◆ EXERCISE INSTRUCTIONS: For the listing below, show each line that includes the string "crates".

◆ MATERIAL FOR THE TASK:
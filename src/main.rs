use std::path::PathBuf;
use std::time::Instant;
use anyhow::{bail, Context, Result};
use clap::{Parser, ValueEnum};
use rayon::prelude::*;

use px2xy_lib::calibration::FlipMode;
use px2xy_lib::config::Config;
use px2xy_lib::image_io::{get_image_files_in_dir, load_image};
use px2xy_lib::pipeline::process_image;

/// Command-line arguments
#[derive(Parser, Debug)]
#[clap(author, version, about = "Px2XY - particle centroids and pixel-to-stage calibration")]
struct Args {
    /// Path to input file or directory
    #[clap(short, long)]
    input: Option<String>,

    /// Path to output directory
    #[clap(short, long)]
    output: Option<String>,

    /// Path to session file; built-in defaults are used when it does not exist
    #[clap(short, long, default_value = "px2xy.toml")]
    config: String,

    /// Number of posterization colours (overrides config)
    #[clap(short, long)]
    levels: Option<u32>,

    /// Minimum region area in processing pixels (overrides config)
    #[clap(short, long)]
    min_area: Option<u32>,

    /// Horizontal flip handling for calibration (overrides config)
    #[clap(short, long)]
    flip_mode: Option<FlipModeArg>,

    /// Enable debug mode (save intermediate images and log more detail)
    #[clap(short, long)]
    debug: bool,
}

#[derive(Debug, Clone, Copy, ValueEnum)]
enum FlipModeArg {
    Auto,
    Normal,
    Flip,
}

impl From<FlipModeArg> for FlipMode {
    fn from(arg: FlipModeArg) -> Self {
        match arg {
            FlipModeArg::Auto => FlipMode::Auto,
            FlipModeArg::Normal => FlipMode::Normal,
            FlipModeArg::Flip => FlipMode::Flip,
        }
    }
}

fn load_config(args: &Args) -> Result<Config> {
    let path = PathBuf::from(&args.config);
    let mut config = if path.exists() {
        Config::from_file(&path).with_context(|| format!("loading {}", path.display()))?
    } else {
        log::warn!("{} not found, using default configuration", path.display());
        Config::default()
    };

    // Override config with command-line arguments
    if let Some(input) = &args.input {
        config.input_path = input.clone();
    }
    if let Some(output) = &args.output {
        config.output_base_dir = output.clone();
    }
    if let Some(levels) = args.levels {
        config.segmentation.levels = levels;
    }
    if let Some(min_area) = args.min_area {
        config.segmentation.min_area = min_area;
    }
    if let Some(flip_mode) = args.flip_mode {
        config.calibration.flip_mode = flip_mode.into();
    }

    Ok(config)
}

fn main() -> Result<()> {
    let args = Args::parse();

    let default_filter = if args.debug { "debug" } else { "info" };
    env_logger::Builder::from_env(env_logger::Env::default().default_filter_or(default_filter)).init();

    let config = load_config(&args)?;
    config.validate().context("invalid configuration")?;
    if log::log_enabled!(log::Level::Debug) {
        log::debug!("effective configuration:\n{}", toml::to_string_pretty(&config)?);
    }

    let start_time = Instant::now();
    let input_path = PathBuf::from(&config.input_path);

    if input_path.is_file() {
        log::info!("Processing single file: {}", input_path.display());
        let input_image = load_image(&input_path)?;
        let report = process_image(input_image, &config, args.debug)?;
        log::info!("Wrote {}", report.files.export.display());
    } else if input_path.is_dir() {
        log::info!("Processing directory: {}", input_path.display());
        let image_files = get_image_files_in_dir(&input_path)?;
        log::info!("Found {} image files", image_files.len());

        let process = |path: &PathBuf| {
            log::info!("Processing: {}", path.display());
            load_image(path)
                .and_then(|input_image| process_image(input_image, &config, args.debug))
                .map_err(|e| {
                    log::error!("Error processing {}: {}", path.display(), e);
                    e
                })
        };

        let failures = if config.use_parallel {
            image_files
                .par_iter()
                .map(process)
                .filter(|r| r.is_err())
                .count()
        } else {
            image_files.iter().map(process).filter(|r| r.is_err()).count()
        };

        if failures > 0 {
            log::warn!("{} of {} images failed", failures, image_files.len());
        }
    } else {
        bail!("input path {} is neither a file nor a directory", input_path.display());
    }

    log::info!("Processing completed in {:.2} seconds", start_time.elapsed().as_secs_f64());

    Ok(())
}
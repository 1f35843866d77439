// src/lib.rs - Library interface for Px2XY

pub mod calibration;
pub mod centroids;
pub mod config;
pub mod errors;
pub mod image_io;
pub mod image_utils;
pub mod morphology;
pub mod neck;
pub mod output;
pub mod pipeline;
pub mod quantize;
pub mod regions;
pub mod residuals;

// Re-export commonly used types and functions
pub use errors::{CalibrationUnavailable, Px2XyError, Result};
pub use config::Config;
pub use pipeline::{process_image, ImageReport, Session};
pub use image_io::{InputImage, load_image, save_image};

// Segmentation engine
pub use quantize::posterize;
pub use regions::{extract_color_groups, extract_regions, ColorGroup, Connectivity, Region};
pub use neck::split_by_neck;
pub use centroids::{
    area_histogram,
    segment,
    AreaFilter,
    CentroidCollector,
    CentroidRecord,
    Segmentation,
    SegmentationParams,
};

// Calibration
pub use calibration::{
    calibrate,
    solve,
    CalibrationModel,
    CalibrationReport,
    FlipMode,
    ReferenceSlot,
    StageObservation,
    StageText,
};
pub use residuals::{report_residuals, Residual, ResidualReport};

// Output
pub use output::{clipboard_tsv, export_text, pixel_export_text};
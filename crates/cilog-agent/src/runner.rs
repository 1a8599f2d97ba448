//! Subcommand implementations, independent of argument parsing and stdout.

use std::path::PathBuf;

use anyhow::anyhow;
use cilog_protocol::Report;
use cilog_tools::{ResultsRoot, ToolContext, ToolResult, pipeline};

use crate::config::AnalyzerConfig;
use crate::registry::{ToolInfo, ToolRegistry};

/// Flags that override configuration for one invocation.
#[derive(Debug, Default, Clone)]
pub struct Overrides {
    pub root: Option<PathBuf>,
    pub baseline: Option<String>,
    pub parallel: bool,
}

impl Overrides {
    pub fn apply(self, mut config: AnalyzerConfig) -> AnalyzerConfig {
        if let Some(root) = self.root {
            config.results_root = root;
        }
        if let Some(baseline) = self.baseline {
            config.baseline = Some(baseline);
        }
        config.parallel |= self.parallel;
        config
    }
}

/// Run the full pipeline.
pub async fn analyze(config: &AnalyzerConfig) -> anyhow::Result<Report> {
    let root = ResultsRoot::new(&config.results_root);
    let options = config.analysis_options();
    tracing::info!(
        root = %config.results_root.display(),
        baseline = config.baseline(),
        parallel = config.parallel,
        "analyze"
    );
    let report = if config.parallel {
        pipeline::analyze_parallel(&root, config.baseline(), &options).await?
    } else {
        pipeline::analyze(&root, config.baseline(), &options)
    };
    Ok(report)
}

pub fn list_tools() -> Vec<ToolInfo> {
    ToolRegistry::with_defaults().list_tools()
}

/// Run one tool. `args` must be a JSON object.
pub async fn run_tool(config: &AnalyzerConfig, tool: &str, args: &str) -> anyhow::Result<ToolResult> {
    let args: serde_json::Value = serde_json::from_str(args)?;
    if !args.is_object() {
        return Err(anyhow!("tool arguments must be a JSON object, got: {args}"));
    }
    let registry = ToolRegistry::with_defaults();
    if registry.lookup(tool).is_none() {
        return Err(anyhow!("unknown tool: {tool} (see `cilog tools`)"));
    }
    let ctx = ToolContext::new(
        ResultsRoot::new(&config.results_root),
        config.analysis_options(),
    );
    Ok(registry.execute(tool, args, &ctx).await)
}

#[cfg(test)]
mod tests {
    use super::*;

    fn fixture() -> tempfile::TempDir {
        let dir = tempfile::tempdir().unwrap();
        std::fs::create_dir(dir.path().join("core-ci")).unwrap();
        std::fs::write(
            dir.path().join("core-ci/log.txt"),
            "app/main.py:3:1: F401 `sys` imported but unused\n",
        )
        .unwrap();
        dir
    }

    #[test]
    fn flags_override_config() {
        let config = AnalyzerConfig {
            baseline: Some("failure".into()),
            ..AnalyzerConfig::default()
        };
        let config = Overrides {
            root: Some(PathBuf::from("/ci")),
            baseline: None,
            parallel: true,
        }
        .apply(config);
        assert_eq!(config.results_root, PathBuf::from("/ci"));
        assert_eq!(config.baseline(), "failure");
        assert!(config.parallel);
    }

    #[tokio::test]
    async fn analyze_uses_config() {
        let dir = fixture();
        let config = Overrides {
            root: Some(dir.path().to_path_buf()),
            ..Overrides::default()
        }
        .apply(AnalyzerConfig::default());
        let report = analyze(&config).await.unwrap();
        assert_eq!(report.status, "failure");
        assert_eq!(report.critical_errors.len(), 1);
    }

    #[tokio::test]
    async fn run_tool_parses_args() {
        let dir = fixture();
        let config = AnalyzerConfig {
            results_root: dir.path().to_path_buf(),
            ..AnalyzerConfig::default()
        };
        let result = run_tool(&config, "log_stats", r#"{"folder": "core-ci"}"#)
            .await
            .unwrap();
        assert!(result.success);
        assert!(run_tool(&config, "log_stats", "not json").await.is_err());
        assert!(run_tool(&config, "log_stats", "[1]").await.is_err());
        assert!(run_tool(&config, "no_such_tool", "{}").await.is_err());
    }

    #[test]
    fn lists_tools() {
        assert_eq!(list_tools().len(), 8);
    }
}
//! Analyzer configuration: TOML file, then environment, then CLI flags.

use serde::Deserialize;
use std::path::{Path, PathBuf};

use cilog_tools::{AnalysisOptions, SearchOptions, TruncationPolicy};

/// Environment variable naming the results root.
pub const ENV_RESULTS_DIR: &str = "CI_RESULTS_DIR";
/// Environment variable carrying the baseline CI result.
pub const ENV_BASELINE: &str = "CORE_CI_RESULT";
/// Environment variable enabling parallel job analysis.
pub const ENV_PARALLEL: &str = "CILOG_PARALLEL";

/// Top-level configuration for the analyzer.
#[derive(Debug, Clone, PartialEq, Eq, Deserialize)]
pub struct AnalyzerConfig {
    /// Directory holding one folder per CI job.
    #[serde(default = "default_results_root")]
    pub results_root: PathBuf,
    /// CI result before parsing. Defaults to "success" when unset.
    #[serde(default)]
    pub baseline: Option<String>,
    #[serde(default)]
    pub search: SearchOptions,
    /// Line cap applied when a job log is too large to read whole.
    #[serde(default = "default_large_log_max_lines")]
    pub large_log_max_lines: usize,
    #[serde(default)]
    pub workspace: TruncationPolicy,
    #[serde(default)]
    pub parallel: bool,
}

fn default_results_root() -> PathBuf {
    PathBuf::from("ci_results")
}

fn default_large_log_max_lines() -> usize {
    AnalysisOptions::default().large_log_max_lines
}

impl Default for AnalyzerConfig {
    fn default() -> Self {
        Self {
            results_root: default_results_root(),
            baseline: None,
            search: SearchOptions::default(),
            large_log_max_lines: default_large_log_max_lines(),
            workspace: TruncationPolicy::default(),
            parallel: false,
        }
    }
}

impl AnalyzerConfig {
    /// Load config from a TOML file path.
    pub fn from_file(path: &Path) -> anyhow::Result<Self> {
        let contents = std::fs::read_to_string(path)?;
        let config: Self = toml::from_str(&contents)?;
        Ok(config)
    }

    /// Load from `path` when given, else defaults; then apply the environment.
    pub fn load(path: Option<&Path>) -> anyhow::Result<Self> {
        let config = match path {
            Some(path) => Self::from_file(path)?,
            None => Self::default(),
        };
        Ok(config.with_env())
    }

    /// Apply `CI_RESULTS_DIR`, `CORE_CI_RESULT` and `CILOG_PARALLEL`.
    pub fn with_env(self) -> Self {
        self.with_overrides(|key| std::env::var(key).ok())
    }

    /// Apply overrides from any key lookup. Empty values are ignored.
    pub fn with_overrides(mut self, lookup: impl Fn(&str) -> Option<String>) -> Self {
        let get = |key: &str| lookup(key).filter(|v| !v.trim().is_empty());
        if let Some(dir) = get(ENV_RESULTS_DIR) {
            self.results_root = PathBuf::from(dir);
        }
        if let Some(baseline) = get(ENV_BASELINE) {
            self.baseline = Some(baseline.trim().to_string());
        }
        if let Some(flag) = get(ENV_PARALLEL) {
            self.parallel = flag.eq_ignore_ascii_case("true") || flag == "1";
        }
        self
    }

    /// Baseline to use, falling back to "success".
    pub fn baseline(&self) -> &str {
        self.baseline.as_deref().unwrap_or("success")
    }

    /// Options handed to the pipeline and tools.
    pub fn analysis_options(&self) -> AnalysisOptions {
        AnalysisOptions {
            search: self.search,
            large_log_max_lines: self.large_log_max_lines,
            workspace: self.workspace,
            default_baseline: self.baseline().to_string(),
        }
    }
}
//! Shared test harness for E2E integration tests.
//!
//! Builds a results root on disk, then drives it through the pipeline,
//! the tool registry and the CLI runners exactly as the binary does.

#![allow(dead_code)]

use std::fs;
use std::path::{Path, PathBuf};

use cilog_agent::config::AnalyzerConfig;
use cilog_agent::registry::ToolRegistry;
use cilog_protocol::Report;
use cilog_tools::{AnalysisOptions, ResultsRoot, ToolContext, ToolResult, pipeline};
use serde_json::Value;

/// Lint job output mixing several tools, with runner timestamps and colors.
pub const LINT_LOG: &str = "\
2024-01-15T12:00:00.0000000Z ##[group]Run pre-commit
--- stylelint ---
src/a.css
  3:5  \x1b[31m✖\x1b[39m  Expected lowercase  color-no-invalid-hex
--- done ---
[warn] src/app.tsx
would reformat app/main.py
app/main.py:1:8: F401 [*] `os` imported but unused
README.md:3:81 MD013/line-length Line length
";

/// Test job output with one failing test.
pub const TEST_LOG: &str = "\
============================= test session starts ==============================
collected 12 items

tests/test_x.py .....F......                                             [100%]

=========================== short test summary info ============================
FAILED tests/test_x.py::test_foo - AssertionError: bad
========================= 1 failed, 11 passed in 0.42s =========================
";

/// Clean job output.
pub const DOCS_LOG: &str = "Building docs...\nbuild succeeded.\n";

/// End-to-end harness around a temporary results root.
pub struct TestHarness {
    dir: tempfile::TempDir,
    pub registry: ToolRegistry,
}

impl TestHarness {
    /// Empty results root.
    pub fn new() -> Self {
        Self {
            dir: tempfile::tempdir().expect("tempdir"),
            registry: ToolRegistry::with_defaults(),
        }
    }

    /// Results root with lint, tests and docs jobs (no index).
    pub fn with_sample_jobs() -> Self {
        let h = Self::new();
        h.add_job("lint", LINT_LOG);
        h.add_job("tests", TEST_LOG);
        h.add_job("docs", DOCS_LOG);
        h
    }

    pub fn root_path(&self) -> &Path {
        self.dir.path()
    }

    pub fn root(&self) -> ResultsRoot {
        ResultsRoot::new(self.dir.path())
    }

    /// Write `<folder>/log.txt`.
    pub fn add_job(&self, folder: &str, log: &str) -> PathBuf {
        self.write(&format!("{folder}/log.txt"), log)
    }

    /// Write any file under the root, creating parents.
    pub fn write(&self, relative: &str, content: &str) -> PathBuf {
        let path = self.dir.path().join(relative);
        fs::create_dir_all(path.parent().expect("parent")).expect("create dirs");
        fs::write(&path, content).expect("write fixture");
        path
    }

    /// Write `_job_index.json` from a JSON value.
    pub fn write_index(&self, index: &Value) {
        self.write("_job_index.json", &index.to_string());
    }

    pub fn config(&self) -> AnalyzerConfig {
        AnalyzerConfig {
            results_root: self.dir.path().to_path_buf(),
            ..AnalyzerConfig::default()
        }
    }

    pub fn ctx(&self) -> ToolContext {
        ToolContext::new(self.root(), AnalysisOptions::default())
    }

    /// Sequential pipeline run.
    pub fn analyze(&self, baseline: &str) -> Report {
        pipeline::analyze(&self.root(), baseline, &AnalysisOptions::default())
    }

    /// Run a tool through the registry.
    pub async fn tool(&self, name: &str, args: Value) -> ToolResult {
        self.registry.execute(name, args, &self.ctx()).await
    }
}

/// A log of at least `min_bytes` with `marker` lines every `every` lines.
pub fn large_log(min_bytes: usize, marker: &str, every: usize) -> String {
    let mut log = String::with_capacity(min_bytes + 128);
    let mut n = 0usize;
    while log.len() < min_bytes {
        n += 1;
        if n % every == 0 {
            log.push_str(&format!("step {n}: {marker}\n"));
        } else {
            log.push_str(&format!("step {n}: compiling module_{n}\n"));
        }
    }
    log
}
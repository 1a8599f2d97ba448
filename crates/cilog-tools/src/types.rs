//! Core access-policy types and the LogTool trait.

use async_trait::async_trait;
use serde::{Deserialize, Serialize};

use crate::error::LogResult;
use crate::pipeline::AnalysisOptions;
use crate::source::ResultsRoot;

// ── Size Class ────────────────────────────────────────────────

/// Logs under this size are safe to read fully (50 KB).
pub const SMALL_LOG_THRESHOLD: u64 = 50 * 1024;
/// Logs at or above this size must be searched or read with a bound (200 KB).
pub const MEDIUM_LOG_THRESHOLD: u64 = 200 * 1024;

/// Size classification of a log, driving how it may be read.
#[derive(Debug, Clone, Copy, PartialEq, Eq, PartialOrd, Ord, Hash, Serialize, Deserialize)]
#[serde(rename_all = "lowercase")]
pub enum SizeClass {
    /// Under 50 KB: read fully.
    Small,
    /// Under 200 KB: read with caution.
    Medium,
    /// 200 KB and up: search, or read with an explicit line cap.
    Large,
}

impl SizeClass {
    pub fn from_bytes(bytes: u64) -> Self {
        if bytes < SMALL_LOG_THRESHOLD {
            Self::Small
        } else if bytes < MEDIUM_LOG_THRESHOLD {
            Self::Medium
        } else {
            Self::Large
        }
    }

    pub fn as_str(&self) -> &'static str {
        match self {
            Self::Small => "small",
            Self::Medium => "medium",
            Self::Large => "large",
        }
    }

    /// How a consumer should access a log of this class.
    pub fn recommendation(&self) -> &'static str {
        match self {
            Self::Small => "safe to read fully with read_full_log",
            Self::Medium => {
                "read with caution: check the job summary first, then use search_log for specific errors"
            }
            Self::Large => {
                "do not read fully: use search_log (e.g. 'error', 'failed', 'exception', 'traceback') or read_full_log with max_lines"
            }
        }
    }
}

impl std::fmt::Display for SizeClass {
    fn fmt(&self, f: &mut std::fmt::Formatter<'_>) -> std::fmt::Result {
        f.write_str(self.as_str())
    }
}

// ── Tool Result ───────────────────────────────────────────────

/// Result of executing a log tool.
#[derive(Debug, Clone, Serialize, Deserialize)]
pub struct ToolResult {
    /// Tool name that produced this result.
    pub tool_name: String,
    /// Whether the tool execution succeeded.
    pub success: bool,
    /// Structured result data (JSON).
    #[serde(skip_serializing_if = "Option::is_none")]
    pub data: Option<serde_json::Value>,
    /// Human-readable summary.
    #[serde(skip_serializing_if = "Option::is_none")]
    pub summary: Option<String>,
    /// Error message if success is false.
    #[serde(skip_serializing_if = "Option::is_none")]
    pub error: Option<String>,
}

impl ToolResult {
    pub fn success(
        tool_name: impl Into<String>,
        data: serde_json::Value,
        summary: impl Into<String>,
    ) -> Self {
        Self {
            tool_name: tool_name.into(),
            success: true,
            data: Some(data),
            summary: Some(summary.into()),
            error: None,
        }
    }

    pub fn failure(tool_name: impl Into<String>, error: impl Into<String>) -> Self {
        Self {
            tool_name: tool_name.into(),
            success: false,
            data: None,
            summary: None,
            error: Some(error.into()),
        }
    }
}

// ── Tool Context ──────────────────────────────────────────────

/// Everything a tool needs besides its arguments.
#[derive(Debug, Clone)]
pub struct ToolContext {
    pub root: ResultsRoot,
    pub options: AnalysisOptions,
}

impl ToolContext {
    pub fn new(root: ResultsRoot, options: AnalysisOptions) -> Self {
        Self { root, options }
    }
}

// ── LogTool Trait ─────────────────────────────────────────────

/// Trait for tools an orchestrator can invoke by name with JSON arguments.
#[async_trait]
pub trait LogTool: Send + Sync {
    /// Tool name (e.g., "search_log").
    fn name(&self) -> &str;

    /// Human-readable description.
    fn description(&self) -> &str;

    /// JSON Schema describing accepted arguments.
    fn parameters_schema(&self) -> serde_json::Value;

    /// Execute the tool with JSON arguments against a results root.
    async fn execute(&self, args: serde_json::Value, ctx: &ToolContext) -> LogResult<ToolResult>;
}

#[cfg(test)]
mod tests {
    use super::*;

    #[test]
    fn classify_boundaries() {
        assert_eq!(SizeClass::from_bytes(0), SizeClass::Small);
        assert_eq!(SizeClass::from_bytes(50 * 1024 - 1), SizeClass::Small);
        assert_eq!(SizeClass::from_bytes(50 * 1024), SizeClass::Medium);
        assert_eq!(SizeClass::from_bytes(200 * 1024 - 1), SizeClass::Medium);
        assert_eq!(SizeClass::from_bytes(200 * 1024), SizeClass::Large);
        assert_eq!(SizeClass::from_bytes(u64::MAX), SizeClass::Large);
    }

    #[test]
    fn size_class_serialization() {
        assert_eq!(
            serde_json::to_string(&SizeClass::Large).unwrap(),
            r#""large""#
        );
    }

    #[test]
    fn tool_result_failure_has_no_data() {
        let r = ToolResult::failure("search_log", "boom");
        assert!(!r.success);
        assert!(r.data.is_none());
        assert_eq!(r.error.as_deref(), Some("boom"));
    }
}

◆ REPLY:
filename crates/cilog-agent/src/runner.rs
filename crates/cilog-tools/src/types.rs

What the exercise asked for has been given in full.